A relationship like this requires something more elusive from Elizabeth than simple lust or outright brutality. The friendships that take root between women don’t have the same cultural scripts as a love story or seduction. They take more elaborate forms, which means more risks. It’s evident in the scenes that Elizabeth, as Patty, shares with Young-hee that something tender and even genuine is being coaxed out of her as they cook traditional Korean dishes or discuss the way family has shaped their lives. Elizabeth likes her. When she’s with her, her smile is wide and bright. Her laughter has an easygoing flutter, reminding me in moments of the way she opened herself up to Gregory in the first season. As Elizabeth marches toward the final moments of this assignment, pain twinges at the corners of her expression. In one scene, when she uses babysitting for Young-hee’s three kids as a cover to search her home, there is a moment as the couple drives away that caught me. The easy smile melts from Elizabeth’s face, replaced with a grim determination. These quick turns of emotions are what Russell excels at, but during the Young-hee arc, they also have a layer typically unseen in Elizabeth’s steadfast dedication to her cause: regret.

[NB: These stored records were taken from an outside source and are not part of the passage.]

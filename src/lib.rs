//! # flatbook
//!
//! Price-level limit order book and matching core for one instrument.
//!
//! ## Architecture
//!
//! - **Types**: prices, orders and the depth snapshot (`Orderbook<N>`)
//! - **Arena**: chunked slab allocator with stable keys
//! - **OrderBook**: bid and ask price ledgers stored in the arena
//! - **Engine**: the `Broker`, which matches, rests and cancels
//!
//! ## Design Principles
//!
//! 1. **Aggregated levels**: quantity is tracked per price, not per order
//! 2. **Epsilon prices**: prices within 1e-6 are the same level
//! 3. **Pre-allocated memory**: ledger nodes live in chunked slabs
//! 4. **Synchronous execution**: single-threaded, no async in the hot path
//!
//! ## Example
//!
//! ```
//! use flatbook::{Broker, Order, Orderbook, Side};
//!
//! let mut broker = Broker::new();
//! broker.insert_order(&Order::limit(Side::Buy, 99.0, 10)).unwrap();
//! broker.insert_order(&Order::limit(Side::Sell, 101.0, 10)).unwrap();
//!
//! let mut book = Orderbook::<10>::new();
//! broker.get_order_book(&mut book, 10);
//!
//! assert_eq!(book.bid_count, 1);
//! assert_eq!(book.ask_count, 1);
//! assert_eq!(broker.spread(), Some(2.0));
//! ```

// ============================================================================
// Module declarations
// ============================================================================

/// Core data types: Order, PriceLevel, Orderbook, price comparison
pub mod types;

/// Chunked slab allocator
pub mod arena;

/// Price ledgers: one ordered map of price to quantity per side
pub mod orderbook;

/// Matching engine: the Broker
pub mod engine;

/// Order-id registry in front of the broker
pub mod registry;

/// Clocks and stopwatches for instrumentation
pub mod clock;

/// TOML configuration
pub mod config;

/// Error types
pub mod error;

// ============================================================================
// Re-exports for convenience
// ============================================================================

pub use config::{ArenaConfig, BrokerConfig};
pub use engine::{Broker, Execution};
pub use error::{BookError, ConfigError, SlabError};
pub use orderbook::{Asks, BestPrice, Bids, Ledger};
pub use registry::{OrderRegistry, RestingOrder};
pub use types::{Order, OrderType, Orderbook, Price, PriceLevel, Qty, Side, TimeInForce};
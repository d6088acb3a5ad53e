//! Price and quantity primitives.
//!
//! ## Overview
//!
//! Prices are floating-point. Two prices denote the same level when they
//! differ by no more than [`EPSILON`]. Every ordering or equality test on a
//! price inside the book goes through [`greater`], [`less`] or [`equal`];
//! raw `<`/`==` on prices is never used for level identity.
//!
//! ## Sentinels
//!
//! An empty bid side reports [`EMPTY_BID`] (negative infinity) and an empty
//! ask side reports [`EMPTY_ASK`] (positive infinity). Any finite order price
//! compares as strictly inside both sentinels.
//!
//! ## Examples
//!
//! ```
//! use flatbook::types::price::{equal, greater, less};
//!
//! assert!(equal(100.0000001, 100.0000002));
//! assert!(greater(100.01, 100.0));
//! assert!(less(99.99, 100.0));
//! assert!(!less(100.0, 100.0000005));
//! ```

/// Price of a level (floating-point).
pub type Price = f64;

/// Aggregated or order quantity (non-negative integer).
pub type Qty = u64;

/// Tolerance under which two prices are the same level.
pub const EPSILON: Price = 1e-6;

/// Best-bid value reported while the bid side is empty.
pub const EMPTY_BID: Price = Price::NEG_INFINITY;

/// Best-ask value reported while the ask side is empty.
pub const EMPTY_ASK: Price = Price::INFINITY;

// ============================================================================
// Comparator
// ============================================================================

/// `lhs` is above `rhs` by more than the tolerance.
#[inline(always)]
pub fn greater(lhs: Price, rhs: Price) -> bool {
    lhs > rhs + EPSILON
}

/// `lhs` is below `rhs` by more than the tolerance.
#[inline(always)]
pub fn less(lhs: Price, rhs: Price) -> bool {
    lhs + EPSILON < rhs
}

/// `lhs` and `rhs` name the same level.
///
/// Exactly the complement of [`less`] and [`greater`] for finite prices:
/// `!less(a, b) && !greater(a, b)` implies `equal(a, b)`.
#[inline(always)]
pub fn equal(lhs: Price, rhs: Price) -> bool {
    !less(lhs, rhs) && !greater(lhs, rhs)
}

// ============================================================================
// Unit Tests
// ============================================================================
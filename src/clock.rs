//! Timing collaborators for the latency driver.
//!
//! The broker never reads a clock. The driver and the benches stamp orders
//! and measure spans through [`Clock`] so tests can substitute a fake.

use std::time::{Duration, Instant};

/// Nanosecond timestamps, monotonic within one process.
pub trait Clock {
    fn now_ns(&self) -> u64;
}

/// `Instant`-backed clock counting from its own creation.
#[derive(Debug, Clone, Copy)]
pub struct MonotonicClock {
    origin: Instant,
}

impl Default for MonotonicClock {
    fn default() -> Self {
        Self::new()
    }
}

impl MonotonicClock {
    pub fn new() -> Self {
        Self {
            origin: Instant::now(),
        }
    }
}

impl Clock for MonotonicClock {
    #[inline]
    fn now_ns(&self) -> u64 {
        // Saturates after ~584 years
        u64::try_from(self.origin.elapsed().as_nanos()).unwrap_or(u64::MAX)
    }
}

/// Accumulates elapsed time over `start`/`stop` spans.
#[derive(Debug, Clone, Default)]
pub struct Stopwatch {
    started_at: Option<u64>,
    total_ns: u64,
    spans: u64,
}

impl Stopwatch {
    pub fn new() -> Self {
        Self::default()
    }

    /// Open a span; restarts the current one if already running
    #[inline]
    pub fn start<C: Clock>(&mut self, clock: &C) {
        self.started_at = Some(clock.now_ns());
    }

    /// Close the open span and return its length, or 0 if none was open
    #[inline]
    pub fn stop<C: Clock>(&mut self, clock: &C) -> u64 {
        let Some(started_at) = self.started_at.take() else {
            return 0;
        };
        let elapsed = clock.now_ns().saturating_sub(started_at);
        self.total_ns = self.total_ns.saturating_add(elapsed);
        self.spans += 1;
        elapsed
    }

    #[inline]
    pub fn is_running(&self) -> bool {
        self.started_at.is_some()
    }

    pub fn total_ns(&self) -> u64 {
        self.total_ns
    }

    pub fn total(&self) -> Duration {
        Duration::from_nanos(self.total_ns)
    }

    /// Number of closed spans
    pub fn spans(&self) -> u64 {
        self.spans
    }

    /// Mean span length in nanoseconds
    pub fn mean_ns(&self) -> Option<f64> {
        if self.spans == 0 {
            None
        } else {
            Some(self.total_ns as f64 / self.spans as f64)
        }
    }

    pub fn reset(&mut self) {
        *self = Self::default();
    }
}
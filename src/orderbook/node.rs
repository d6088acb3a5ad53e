//! Ledger node stored in the slab arena.
//!
//! ## Design
//!
//! `LevelNode` holds one aggregated price level plus the links of the
//! balanced tree that orders the ledger. Links are arena keys, never
//! references, so a node can be moved between parents by rewriting keys.
//!
//! ## Tree Links
//!
//! - `left`: subtree of levels with higher matching priority
//! - `right`: subtree of levels with lower matching priority
//! - `height`: AVL height of the subtree rooted here (leaf = 1)

use crate::arena::SlotKey;
use crate::types::{Price, PriceLevel, Qty};

/// One price level inside a ledger.
#[derive(Debug, Clone)]
pub struct LevelNode {
    /// Price of this level
    pub price: Price,

    /// Aggregated resting quantity; never zero while the node is linked
    pub quantity: Qty,

    pub(crate) left: Option<SlotKey>,
    pub(crate) right: Option<SlotKey>,
    pub(crate) height: u8,
}

impl LevelNode {
    /// Create a detached leaf
    #[inline]
    pub fn new(price: Price, quantity: Qty) -> Self {
        Self {
            price,
            quantity,
            left: None,
            right: None,
            height: 1,
        }
    }

    /// Check if this node has no children
    #[inline]
    pub fn is_leaf(&self) -> bool {
        self.left.is_none() && self.right.is_none()
    }

    /// Copy out the (price, quantity) pair
    #[inline]
    pub fn level(&self) -> PriceLevel {
        PriceLevel::new(self.price, self.quantity)
    }
}

// ============================================================================
// Unit Tests
// ============================================================================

It would be easy to make Elizabeth’s anti-heroism (especially in contrast to Philip’s more openly resistant posturing toward the Soviet Union and wounded demeanor, which makes him more easy to read) tip into villainy, or play her with such a chilly air, she’d seem inhuman. But Russell consistently depicts Elizabeth’s calculations and hardened outlook with precise empathy and care. The Young-hee story line ends in utter emotional devastation. I won’t get too lost in the details, but it involves drugging Don so he’ll believe he slept with Elizabeth, faking a pregnancy, then suicide, and ghosting from Young-hee as she starts to recognize something is going on with her husband, although she’s unsure of what. The last we hear of Young-hee is a phone call. Swaddled in a rich, plum-colored coat, Elizabeth grows tense as she is connected to Patty’s voicemail through a pay phone. On the other end is Young-hee, her voice rising with worry. She notes that her husband seems different, although she can’t discern the particulars of his mood. But most noticeable is her loneliness as she asks where Patty has gone. Elizabeth’s face tenses with guilt and yearning; then she hardens once more, hanging up before Young-hee’s message ends. It’s a brief scene, but it exemplifies the clarity of emotion Russell is able to communicate. Yes, Elizabeth is often blunt, rough-hewn, and intense. But she’s never been predominantly icy. There’s a fire to her. And even when hiding her true nature, Russell grants the character certain minute flourishes — her mouth tightly drawn, a change in her posture, a faraway glance as if she’s calculating the risks in every step she takes — that speaks to the roiling emotions and willpower just beneath the surface.
In the sixth and final season, Elizabeth’s face tells a story more knotted and painful than ever before. There hasn’t been a single moment in which she doesn’t look, as my grandmother would put it, tired to the bone. Her face is worn as she smokes, constantly — after seducing a mark who sleeps on the rumpled sheets of some hotel, or outside her suburban home, wrapped in sweaters that make her stature look all the more diminutive. Elizabeth has always been a hardened woman, keenly focused on her task. But Russell has, over the course of the series, teased out a desperation in the character. This is a performance designed not to seduce, but to bruise.